● EXERCISE: Copy every line of the data that includes the string "NaiveDate".
── RECORDS TO USE
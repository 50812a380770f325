use web_sys::HtmlInputElement;
use yew::{
  AttrValue,
  Callback,
  Html,
  InputEvent,
  Properties,
  TargetCast,
  function_component,
  html
};

#[derive(Properties, PartialEq)]
pub struct TextInputProps {
  pub id:          AttrValue,
  pub label:       AttrValue,
  pub value:       AttrValue,
  pub on_input:    Callback<String>,
  #[prop_or(AttrValue::Static("text"))]
  pub kind:        AttrValue,
  #[prop_or_default]
  pub placeholder: AttrValue
}

/// Floating-label text input shared
/// by the login form and the task
/// modal.
#[function_component(TextInput)]
pub fn text_input(
  props: &TextInputProps
) -> Html {
  let oninput = {
    let on_input =
      props.on_input.clone();
    Callback::from(
      move |event: InputEvent| {
        let input: HtmlInputElement =
          event.target_unchecked_into();
        on_input.emit(input.value());
      }
    )
  };

  html! {
      <div class="field">
          <label class="field-label" for={props.id.clone()}>
              { props.label.clone() }
          </label>
          <input
              type={props.kind.clone()}
              id={props.id.clone()}
              name={props.id.clone()}
              value={props.value.clone()}
              placeholder={props.placeholder.clone()}
              {oninput}
          />
      </div>
  }
}
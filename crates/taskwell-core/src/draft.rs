use chrono::NaiveDate;

use crate::protocol::TaskUpsertArgs;
use crate::task::{
  Task,
  TaskStatus
};

/// Editable state behind the task
/// modal. The server is authoritative
/// for validation; the draft only
/// carries what the user typed.
#[derive(Debug, Clone, PartialEq)]
pub struct TaskDraft {
  pub task_id:     Option<i64>,
  pub title:       String,
  pub description: String,
  pub status:      TaskStatus,
  pub due_date:    Option<NaiveDate>
}

impl Default for TaskDraft {
  fn default() -> Self {
    Self::blank()
  }
}

impl TaskDraft {
  #[must_use]
  pub fn blank() -> Self {
    Self {
      task_id:     None,
      title:       String::new(),
      description: String::new(),
      status:      TaskStatus::Pending,
      due_date:    None
    }
  }

  #[must_use]
  pub fn for_task(
    task: &Task
  ) -> Self {
    Self {
      task_id:     Some(task.task_id),
      title:       task
        .task_title
        .clone(),
      description: task
        .task_description
        .clone(),
      status:      task.task_status,
      due_date:    task.task_due_date
    }
  }

  pub fn is_edit(&self) -> bool {
    self.task_id.is_some()
  }

  #[must_use]
  pub fn to_upsert(
    &self
  ) -> TaskUpsertArgs {
    TaskUpsertArgs {
      task_id:          self.task_id,
      task_title:       self
        .title
        .clone(),
      task_description: self
        .description
        .clone(),
      task_status:      self.status,
      task_due_date:    self.due_date
    }
  }
}
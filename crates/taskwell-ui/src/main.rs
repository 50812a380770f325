mod api;
mod app;
mod components;
mod config;
mod pages;
mod session;

fn main() {
  console_error_panic_hook::set_once();
  wasm_tracing::set_as_global_default();

  tracing::info!(
    base_url = config::api_base_url(),
    "starting Taskwell frontend"
  );

  let mount = web_sys::window()
    .and_then(|window| {
      window.document()
    })
    .and_then(|document| {
      document.get_element_by_id("app")
    })
    .expect(
      "missing #app mount element"
    );

  yew::Renderer::<app::App>::with_root(
    mount
  )
  .render();
}
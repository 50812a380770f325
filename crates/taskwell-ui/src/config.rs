use std::sync::OnceLock;

use serde::Deserialize;

const APP_CONFIG_TOML: &str =
  include_str!("../assets/config.toml");

#[derive(Debug, Deserialize)]
struct AppConfig {
  base_url: Option<String>
}

const DEFAULT_BASE_URL: &str =
  "http://localhost:8000";

pub fn api_base_url() -> &'static str {
  static BASE_URL: OnceLock<String> =
    OnceLock::new();
  BASE_URL
    .get_or_init(resolve_base_url)
}

fn resolve_base_url() -> String {
  if let Some(raw) =
    option_env!("TASKWELL_API_URL")
  {
    let trimmed = raw.trim();
    if !trimmed.is_empty() {
      return trimmed
        .trim_end_matches('/')
        .to_string();
    }
  }

  match toml::from_str::<AppConfig>(
    APP_CONFIG_TOML
  ) {
    | Ok(config) => {
      if let Some(base_url) =
        config.base_url
      {
        let trimmed =
          base_url.trim().to_string();
        if !trimmed.is_empty() {
          return trimmed
            .trim_end_matches('/')
            .to_string();
        }
      }
    }
    | Err(error) => {
      tracing::error!(
        %error,
        "failed parsing embedded \
         app config; using default \
         base URL"
      );
    }
  }

  DEFAULT_BASE_URL.to_string()
}
const TOKEN_STORAGE_KEY: &str =
  "taskwell.auth_token";

fn local_storage()
-> Option<web_sys::Storage> {
  web_sys::window().and_then(
    |window| {
      window
        .local_storage()
        .ok()
        .flatten()
    }
  )
}

pub fn load_token() -> Option<String> {
  let stored = local_storage()
    .and_then(|storage| {
      storage
        .get_item(TOKEN_STORAGE_KEY)
        .ok()
        .flatten()
    });

  match stored {
    | Some(token)
      if !token.is_empty() =>
    {
      Some(token)
    }
    | _ => None
  }
}

pub fn save_token(token: &str) {
  if let Some(storage) =
    local_storage()
  {
    let _ = storage.set_item(
      TOKEN_STORAGE_KEY,
      token
    );
  }
}

pub fn clear_token() {
  if let Some(storage) =
    local_storage()
  {
    let _ = storage
      .remove_item(TOKEN_STORAGE_KEY);
  }
}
────
● ANSWER SECTION:
use chrono::NaiveDate;
  pub due_date:    Option<NaiveDate>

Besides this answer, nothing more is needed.